● WORK TASK:
The records below should be printed once more, exactly as they appear.

● SOURCE RECORDS:
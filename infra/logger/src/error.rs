use std::borrow::Cow;

/// Errors raised while installing the global subscriber.
#[stow_derive::stow_error]
pub enum LoggerError {
    /// The rolling file appender could not be created (bad directory, permissions).
    #[error("Rolling file appender error{}: {source}", format_context(.context))]
    Appender { source: tracing_appender::rolling::InitError, context: Option<Cow<'static, str>> },

    /// A global subscriber is already installed in this process.
    #[error("Tracing subscriber error{}: {source}", format_context(.context))]
    Subscriber {
        source: tracing_subscriber::util::TryInitError,
        context: Option<Cow<'static, str>>,
    },

    #[error("Internal logger error{}: {message}", format_context(.context))]
    Internal { message: Cow<'static, str>, context: Option<Cow<'static, str>> },

    #[error("Invalid logger configuration{}: {message}", format_context(.context))]
    InvalidConfiguration { message: Cow<'static, str>, context: Option<Cow<'static, str>> },
}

● EXERCISE RESULT:
filename infra/logger/src/error.rs
use std::borrow::Cow;

/// Errors raised while installing the global subscriber.
#[stow_derive::stow_error]
pub enum LoggerError {
    /// The rolling file appender could not be created (bad directory, permissions).
    #[error("Rolling file appender error{}: {source}", format_context(.context))]
    Appender { source: tracing_appender::rolling::InitError, context: Option<Cow<'static, str>> },

    /// A global subscriber is already installed in this process.
    #[error("Tracing subscriber error{}: {source}", format_context(.context))]
    Subscriber {
        source: tracing_subscriber::util::TryInitError,
        context: Option<Cow<'static, str>>,
    },

    #[error("Internal logger error{}: {message}", format_context(.context))]
    Internal { message: Cow<'static, str>, context: Option<Cow<'static, str>> },

    #[error("Invalid logger configuration{}: {message}", format_context(.context))]
    InvalidConfiguration { message: Cow<'static, str>, context: Option<Cow<'static, str>> },
}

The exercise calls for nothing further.